In fact, there are many right here in our communities who struggle every day of the year with not having enough money to buy food and other basic necessities.

The holidays should be the time when we turn our attention to our neighbors in need. There are numerous ways to help — from donating toys to giving money, from serving food to paying a simple visit with someone who could really use the company.

On Thanksgiving day, the Herald-Standard kicked off the 2019 Give-A-Christmas campaign. Each year, our newspaper family sets a goal and works with readers and community members in providing these much needed funds to the Salvation Army, which provides services year-round to help battle back against homelessness, hunger and poverty.

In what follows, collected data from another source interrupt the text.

//! Exact rational scores.
//!
//! Stored as an arbitrary-precision numerator/denominator pair
//! (`num_rational::BigRational`) so that arithmetic and ordering never round,
//! regardless of a value's magnitude or decimal precision (spec.md §3, P6).

use std::ops::Add;

use num_bigint::BigInt;
use num_rational::BigRational;
use num_traits::{Signed, Zero};

use crate::error::ScoreParseError;

/// An exact rational score.
#[derive(Clone, Debug, PartialEq, Eq, PartialOrd, Ord)]
pub struct Score(BigRational);

impl Score {
    /// Construct a score directly from an exact rational.
    pub fn from_ratio(ratio: BigRational) -> Self {
        Score(ratio)
    }

    /// Exact, infallible conversion from a signed integer.
    pub fn from_i64(value: i64) -> Self {
        Score(BigRational::from_integer(BigInt::from(value)))
    }

    /// Parse a decimal string (`"-12.5"`, `"100"`, `"0.000001"`) into an exact rational.
    pub fn from_decimal_str(s: &str) -> Result<Score, ScoreParseError> {
        let s = s.trim();
        if s.is_empty() {
            return Err(ScoreParseError::InvalidFormat);
        }

        let (negative, rest) = match s.as_bytes()[0] {
            b'-' => (true, &s[1..]),
            b'+' => (false, &s[1..]),
            _ => (false, s),
        };
        if rest.is_empty() {
            return Err(ScoreParseError::InvalidFormat);
        }

        let mut split = rest.splitn(2, '.');
        let int_part = split.next().unwrap_or("");
        let frac_part = split.next();

        if let Some(frac) = frac_part {
            if frac.is_empty() || frac.contains('.') || !frac.bytes().all(|b| b.is_ascii_digit())
            {
                return Err(ScoreParseError::InvalidFormat);
            }
        }
        if !int_part.bytes().all(|b| b.is_ascii_digit()) {
            return Err(ScoreParseError::InvalidFormat);
        }
        if int_part.is_empty() && frac_part.is_none() {
            return Err(ScoreParseError::InvalidFormat);
        }

        let frac_part = frac_part.unwrap_or("");
        let digits = format!("{}{}", int_part, frac_part);
        let digits = if digits.is_empty() { "0" } else { digits.as_str() };

        let mut numerator = digits
            .parse::<BigInt>()
            .map_err(|_| ScoreParseError::InvalidFormat)?;
        if negative {
            numerator = -numerator;
        }
        let denominator = BigInt::from(10u32).pow(frac_part.len() as u32);

        Ok(Score(BigRational::new(numerator, denominator)))
    }

    /// Convert an `f64` into the exact rational it represents (not a re-parse
    /// of its decimal rendering): preserves the IEEE-754 value bit-for-bit.
    pub fn from_f64(value: f64) -> Result<Score, ScoreParseError> {
        if value.is_nan() {
            return Err(ScoreParseError::NotFinite);
        }
        if value.is_infinite() {
            return Ok(if value > 0.0 {
                Score::positive_infinity_sentinel()
            } else {
                Score::negative_infinity_sentinel()
            });
        }
        BigRational::from_float(value)
            .map(Score)
            .ok_or(ScoreParseError::InvalidFormat)
    }

    /// A finite sentinel standing in for "+inf" when parsing score-range bounds.
    pub fn positive_infinity_sentinel() -> Score {
        Score(BigRational::from_integer(BigInt::from(10u32).pow(1000)))
    }

    /// A finite sentinel standing in for "-inf" when parsing score-range bounds.
    pub fn negative_infinity_sentinel() -> Score {
        Score(BigRational::from_integer(-BigInt::from(10u32).pow(1000)))
    }

    /// Render to a fixed number of fractional digits. Lossless when the
    /// denominator divides a power of ten; otherwise truncates trailing
    /// digits (spec.md §9: `FloatString(20)` behavior for `1/3`-like values).
    pub fn to_decimal_string(&self, precision: u32) -> String {
        let negative = self.0.is_negative();
        let numerator = self.0.numer().abs();
        let denominator = self.0.denom();

        let whole = &numerator / denominator;
        let mut remainder = &numerator % denominator;

        let mut out = String::new();
        if negative && (!whole.is_zero() || !remainder.is_zero()) {
            out.push('-');
        }
        out.push_str(&whole.to_string());

        if precision > 0 {
            out.push('.');
            for _ in 0..precision {
                remainder *= 10u32;
                let digit = &remainder / denominator;
                remainder %= denominator;
                out.push_str(&digit.to_string());
            }
        }
        out
    }
}

impl Add for Score {
    type Output = Score;
    fn add(self, rhs: Score) -> Score {
        Score(self.0 + rhs.0)
    }
}

impl std::fmt::Display for Score {
    fn fmt(&self, f: &mut std::fmt::Formatter<'_>) -> std::fmt::Result {
        write!(f, "{}", self.to_decimal_string(20))
    }
}

#[cfg(test)]
mod tests {
    use super::*;

    #[test]
    fn test_from_decimal_str_integer() {
        let s = Score::from_decimal_str("100").unwrap();
        assert_eq!(s, Score::from_i64(100));
    }

    #[test]
    fn test_from_decimal_str_negative() {
        let s = Score::from_decimal_str("-12.5").unwrap();
        assert!(s < Score::from_i64(0));
    }

    #[test]
    fn test_from_decimal_str_rejects_garbage() {
        assert!(Score::from_decimal_str("").is_err());
        assert!(Score::from_decimal_str("abc").is_err());
        assert!(Score::from_decimal_str("1.2.3").is_err());
        assert!(Score::from_decimal_str(".").is_err());
    }

    #[test]
    fn test_high_precision_decimal_is_exact() {
        // S2: a 40+ significant digit decimal must compare equal under
        // rational equality even though an f64 would have rounded it.
        let s = Score::from_decimal_str("12345678901234567890.12345678901234567890").unwrap();
        let same = Score::from_decimal_str("12345678901234567890.12345678901234567890").unwrap();
        assert_eq!(s, same);

        let slightly_different =
            Score::from_decimal_str("12345678901234567890.12345678901234567891").unwrap();
        assert_ne!(s, slightly_different);
    }

    #[test]
    fn test_from_f64_preserves_exact_value() {
        let s = Score::from_f64(0.1).unwrap();
        // 0.1 as f64 is not exactly 1/10; the exact rational must differ from it.
        let exact_tenth = Score::from_decimal_str("0.1").unwrap();
        assert_ne!(s, exact_tenth);
    }

    #[test]
    fn test_from_f64_rejects_nan() {
        assert_eq!(Score::from_f64(f64::NAN), Err(ScoreParseError::NotFinite));
    }

    #[test]
    fn test_infinity_sentinels_order_correctly() {
        assert!(Score::negative_infinity_sentinel() < Score::from_i64(i64::MIN));
        assert!(Score::positive_infinity_sentinel() > Score::from_i64(i64::MAX));
    }

    #[test]
    fn test_add_is_exact() {
        let a = Score::from_decimal_str("0.1").unwrap();
        let b = Score::from_decimal_str("0.2").unwrap();
        let sum = a + b;
        assert_eq!(sum, Score::from_decimal_str("0.3").unwrap());
    }

    #[test]
    fn test_to_decimal_string_truncates_repeating_expansion() {
        let third = Score::from_ratio(BigRational::new(BigInt::from(1), BigInt::from(3)));
        let rendered = third.to_decimal_string(5);
        assert_eq!(rendered, "0.33333");
    }

    #[test]
    fn test_to_decimal_string_negative() {
        let s = Score::from_decimal_str("-5.25").unwrap();
        assert_eq!(s.to_decimal_string(2), "-5.25");
    }

    #[test]
    fn test_to_decimal_string_zero_precision() {
        let s = Score::from_i64(42);
        assert_eq!(s.to_decimal_string(0), "42");
    }
}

This year’s Give-A-Christmas goal is $15,000.

According to Major Deborah Weigner, Uniontown Worship and Service Center of the Salvation Army, there is a greater need for additional donations this year by Christmas as the organization’s Red Kettle fundraising campaign is one week shorter due to a late Thanksgiving date.

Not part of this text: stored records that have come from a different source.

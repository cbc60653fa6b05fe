// Copyright Materialize, Inc. and contributors. All rights reserved.
//
// Licensed under the Apache License, Version 2.0 (the "License");
// you may not use this file except in compliance with the License.
// You may obtain a copy of the License in the LICENSE file at the
// root of this repository, or online at
//
//     http://www.apache.org/licenses/LICENSE-2.0
//
// Unless required by applicable law or agreed to in writing, software
// distributed under the License is distributed on an "AS IS" BASIS,
// WITHOUT WARRANTIES OR CONDITIONS OF ANY KIND, either express or implied.
// See the License for the specific language governing permissions and
// limitations under the License.

//! Cancelable polling.
//!
//! Controllers spend most of their time waiting: for a pod to become ready,
//! for a job to finish, for a deleted object to disappear. Every such wait is
//! bound to the controller's [`CancellationToken`] so that shutdown resolves
//! it with [`WaitError::Cancelled`] rather than a false success.

use std::future::Future;
use std::time::Duration;

use tokio::time::Instant;
use tokio_util::sync::CancellationToken;

/// The ways a wait can end other than with the awaited value.
#[derive(Debug, thiserror::Error)]
pub enum WaitError<E> {
    /// The condition did not hold before the timeout elapsed.
    #[error("timed out after {0:?}")]
    TimedOut(Duration),
    /// The cancellation token fired.
    #[error("wait cancelled by shutdown")]
    Cancelled,
    /// Checking the condition failed.
    #[error(transparent)]
    Failed(E),
}

/// A polling schedule: check every `interval` until `timeout` elapses.
#[derive(Clone, Copy, Debug, PartialEq, Eq)]
pub struct Poll {
    /// Time between checks.
    pub interval: Duration,
    /// Total time budget, measured from the first check.
    pub timeout: Duration,
}

impl Poll {
    /// Constructs a new polling schedule.
    pub const fn new(interval: Duration, timeout: Duration) -> Poll {
        Poll { interval, timeout }
    }

    /// Calls `check` until it returns `Ok(Some(_))`.
    ///
    /// `Ok(None)` means "not yet"; an `Err` aborts the wait immediately.
    pub async fn until<F, U, T, E>(
        &self,
        cancel: &CancellationToken,
        mut check: F,
    ) -> Result<T, WaitError<E>>
    where
        F: FnMut() -> U,
        U: Future<Output = Result<Option<T>, E>>,
    {
        let deadline = Instant::now() + self.timeout;
        loop {
            if cancel.is_cancelled() {
                return Err(WaitError::Cancelled);
            }
            if let Some(t) = check().await.map_err(WaitError::Failed)? {
                return Ok(t);
            }
            let now = Instant::now();
            if now >= deadline {
                return Err(WaitError::TimedOut(self.timeout));
            }
            let sleep = std::cmp::min(self.interval, deadline - now);
            tokio::select! {
                _ = cancel.cancelled() => return Err(WaitError::Cancelled),
                _ = tokio::time::sleep(sleep) => {}
            }
        }
    }
}

/// Sleeps for `duration`, returning early with [`WaitError::Cancelled`] if
/// `cancel` fires first.
pub async fn sleep<E>(duration: Duration, cancel: &CancellationToken) -> Result<(), WaitError<E>> {
    tokio::select! {
        _ = cancel.cancelled() => Err(WaitError::Cancelled),
        _ = tokio::time::sleep(duration) => Ok(()),
    }
}

#[cfg(test)]
mod tests {
    use std::sync::atomic::{AtomicUsize, Ordering};

    use super::*;

    const POLL: Poll = Poll::new(Duration::from_secs(1), Duration::from_secs(10));

    #[tokio::test(start_paused = true)]
    async fn resolves_when_condition_holds() {
        let checks = AtomicUsize::new(0);
        let res: Result<&str, WaitError<()>> = POLL
            .until(&CancellationToken::new(), || {
                let n = checks.fetch_add(1, Ordering::SeqCst);
                async move { Ok((n == 2).then_some("ready")) }
            })
            .await;
        assert_eq!(res.unwrap(), "ready");
        assert_eq!(checks.load(Ordering::SeqCst), 3);
    }

    #[tokio::test(start_paused = true)]
    async fn times_out() {
        let res: Result<(), WaitError<()>> = POLL
            .until(&CancellationToken::new(), || async { Ok(None) })
            .await;
        assert!(matches!(res, Err(WaitError::TimedOut(d)) if d == Duration::from_secs(10)));
    }

    #[tokio::test(start_paused = true)]
    async fn check_errors_abort_the_wait() {
        let res: Result<(), WaitError<&str>> = POLL
            .until(&CancellationToken::new(), || async { Err("boom") })
            .await;
        assert!(matches!(res, Err(WaitError::Failed("boom"))));
    }

    #[tokio::test(start_paused = true)]
    async fn cancellation_is_not_success() {
        let cancel = CancellationToken::new();
        let child = cancel.clone();
        let waiter = tokio::spawn(async move {
            POLL.until(&child, || async { Ok::<Option<()>, ()>(None) })
                .await
        });
        tokio::time::sleep(Duration::from_millis(1500)).await;
        cancel.cancel();
        let res = waiter.await.unwrap();
        assert!(matches!(res, Err(WaitError::Cancelled)));
    }

    #[tokio::test(start_paused = true)]
    async fn sleep_observes_cancellation() {
        let cancel = CancellationToken::new();
        cancel.cancel();
        let res: Result<(), WaitError<()>> = sleep(Duration::from_secs(60), &cancel).await;
        assert!(matches!(res, Err(WaitError::Cancelled)));
    }
}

Now is the time our community needs us the most. As Weigner said, “That’s why we’re here — to give hope to the hopeless and help to the needy.”

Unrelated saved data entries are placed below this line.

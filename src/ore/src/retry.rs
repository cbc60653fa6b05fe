// Copyright Materialize, Inc. and contributors. All rights reserved.
//
// Licensed under the Apache License, Version 2.0 (the "License");
// you may not use this file except in compliance with the License.
// You may obtain a copy of the License in the LICENSE file at the
// root of this repository, or online at
//
//     http://www.apache.org/licenses/LICENSE-2.0
//
// Unless required by applicable law or agreed to in writing, software
// distributed under the License is distributed on an "AS IS" BASIS,
// WITHOUT WARRANTIES OR CONDITIONS OF ANY KIND, either express or implied.
// See the License for the specific language governing permissions and
// limitations under the License.

//! Retry utilities.
//!
//! [`Retry`] runs a fallible async operation until it succeeds, backing off
//! exponentially between attempts. The defaults suit talking to a freshly
//! started database process: a short initial backoff, doubling, clamped at a
//! few seconds, giving up after half a minute.
//!
//! ```
//! # use std::time::Duration;
//! # use citus_ore::retry::Retry;
//! # async fn connect() -> Result<(), std::io::Error> { Ok(()) }
//! # async fn example() -> Result<(), std::io::Error> {
//! Retry::default()
//!     .max_duration(Duration::from_secs(10))
//!     .retry_async(|_state| connect())
//!     .await
//! # }
//! ```

use std::cmp;
use std::future::Future;
use std::time::Duration;

use tokio::time::Instant;
use tokio_util::sync::CancellationToken;

/// The state of a retry operation, passed to each attempt.
#[derive(Clone, Copy, Debug)]
pub struct RetryState {
    /// The zero-based number of the current attempt.
    pub i: usize,
    /// How long the retry loop will sleep if this attempt fails, or `None` if
    /// this is the final attempt.
    pub next_backoff: Option<Duration>,
}

/// Configures a retry operation.
#[derive(Clone, Debug)]
pub struct Retry {
    initial_backoff: Duration,
    factor: f64,
    clamp_backoff: Duration,
    max_duration: Duration,
    max_tries: usize,
    cancel: Option<CancellationToken>,
}

impl Default for Retry {
    fn default() -> Self {
        Retry {
            initial_backoff: Duration::from_millis(125),
            factor: 2.0,
            clamp_backoff: Duration::from_secs(4),
            max_duration: Duration::from_secs(30),
            max_tries: usize::MAX,
            cancel: None,
        }
    }
}

impl Retry {
    /// Sets the backoff before the second attempt.
    pub fn initial_backoff(mut self, initial_backoff: Duration) -> Self {
        self.initial_backoff = initial_backoff;
        self
    }

    /// Sets the multiplier applied to the backoff after each failed attempt.
    ///
    /// Panics if `factor` is less than one.
    pub fn factor(mut self, factor: f64) -> Self {
        assert!(factor >= 1.0, "retry factor must be at least 1.0");
        self.factor = factor;
        self
    }

    /// Clamps every backoff to at most `clamp_backoff`.
    pub fn clamp_backoff(mut self, clamp_backoff: Duration) -> Self {
        self.clamp_backoff = clamp_backoff;
        self
    }

    /// Gives up once the next backoff would end after `max_duration` has
    /// elapsed since the first attempt.
    pub fn max_duration(mut self, max_duration: Duration) -> Self {
        self.max_duration = max_duration;
        self
    }

    /// Gives up after `max_tries` attempts.
    ///
    /// Panics if `max_tries` is zero.
    pub fn max_tries(mut self, max_tries: usize) -> Self {
        assert!(max_tries > 0, "max_tries must be greater than zero");
        self.max_tries = max_tries;
        self
    }

    /// Stops retrying as soon as `cancel` fires. The error of the attempt in
    /// flight at that point is returned.
    pub fn cancel_on(mut self, cancel: CancellationToken) -> Self {
        self.cancel = Some(cancel);
        self
    }

    /// Retries the asynchronous operation `f` until it returns `Ok`, or until
    /// the retry budget is exhausted, in which case the last error is
    /// returned.
    pub async fn retry_async<F, U, T, E>(self, mut f: F) -> Result<T, E>
    where
        F: FnMut(RetryState) -> U,
        U: Future<Output = Result<T, E>>,
    {
        let start = Instant::now();
        let mut backoff = self.initial_backoff;
        let mut i = 0;
        loop {
            let next_backoff = if i + 1 >= self.max_tries
                || start.elapsed() + backoff > self.max_duration
            {
                None
            } else {
                Some(backoff)
            };
            match f(RetryState { i, next_backoff }).await {
                Ok(t) => return Ok(t),
                Err(e) => {
                    let Some(sleep) = next_backoff else {
                        return Err(e);
                    };
                    match &self.cancel {
                        Some(cancel) => {
                            tokio::select! {
                                _ = cancel.cancelled() => return Err(e),
                                _ = tokio::time::sleep(sleep) => {}
                            }
                        }
                        None => tokio::time::sleep(sleep).await,
                    }
                }
            }
            i += 1;
            backoff = cmp::min(backoff.mul_f64(self.factor), self.clamp_backoff);
        }
    }
}

#[cfg(test)]
mod tests {
    use std::sync::atomic::{AtomicUsize, Ordering};

    use super::*;

    #[tokio::test(start_paused = true)]
    async fn succeeds_after_transient_failures() {
        let attempts = AtomicUsize::new(0);
        let res: Result<usize, &str> = Retry::default()
            .retry_async(|state| {
                attempts.fetch_add(1, Ordering::SeqCst);
                async move {
                    if state.i < 3 {
                        Err("connection refused")
                    } else {
                        Ok(state.i)
                    }
                }
            })
            .await;
        assert_eq!(res, Ok(3));
        assert_eq!(attempts.load(Ordering::SeqCst), 4);
    }

    #[tokio::test(start_paused = true)]
    async fn gives_up_after_max_tries() {
        let attempts = AtomicUsize::new(0);
        let res: Result<(), String> = Retry::default()
            .max_tries(3)
            .retry_async(|state| {
                attempts.fetch_add(1, Ordering::SeqCst);
                async move { Err(format!("attempt {}", state.i)) }
            })
            .await;
        assert_eq!(res, Err("attempt 2".to_string()));
        assert_eq!(attempts.load(Ordering::SeqCst), 3);
    }

    #[tokio::test(start_paused = true)]
    async fn respects_max_duration() {
        let start = Instant::now();
        let res: Result<(), ()> = Retry::default()
            .initial_backoff(Duration::from_secs(1))
            .clamp_backoff(Duration::from_secs(1))
            .max_duration(Duration::from_secs(5))
            .retry_async(|_| async { Err(()) })
            .await;
        assert!(res.is_err());
        assert!(start.elapsed() <= Duration::from_secs(5));
    }

    #[tokio::test(start_paused = true)]
    async fn stops_when_cancelled() {
        let cancel = CancellationToken::new();
        cancel.cancel();
        let attempts = AtomicUsize::new(0);
        let res: Result<(), ()> = Retry::default()
            .cancel_on(cancel)
            .retry_async(|_| {
                attempts.fetch_add(1, Ordering::SeqCst);
                async { Err(()) }
            })
            .await;
        assert!(res.is_err());
        assert_eq!(attempts.load(Ordering::SeqCst), 1);
    }
}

Anyone in the Herald-Standard readership area can donate to Give-A-Christmas whether it is $5 or $5,000. And donations will be sent to the Salvation Army unit that serves the area in which the donor lives.

Donations will be accepted until noon Dec. 20. The grand total will be announced in the Christmas Eve edition of the Herald-Standard. Information about how to donate can be found in the story on today’s Community page.

This holiday season, let’s put our preconceived notions aside and work for the better of our residents regardless of the “WHYs” and “IFs” of how those hard times came to be. At the end of the day, it shouldn’t matter the circumstances of why someone is in need, but rather our response to it as caring neighbors who want to lift up those around us. That should always remain our number one goal.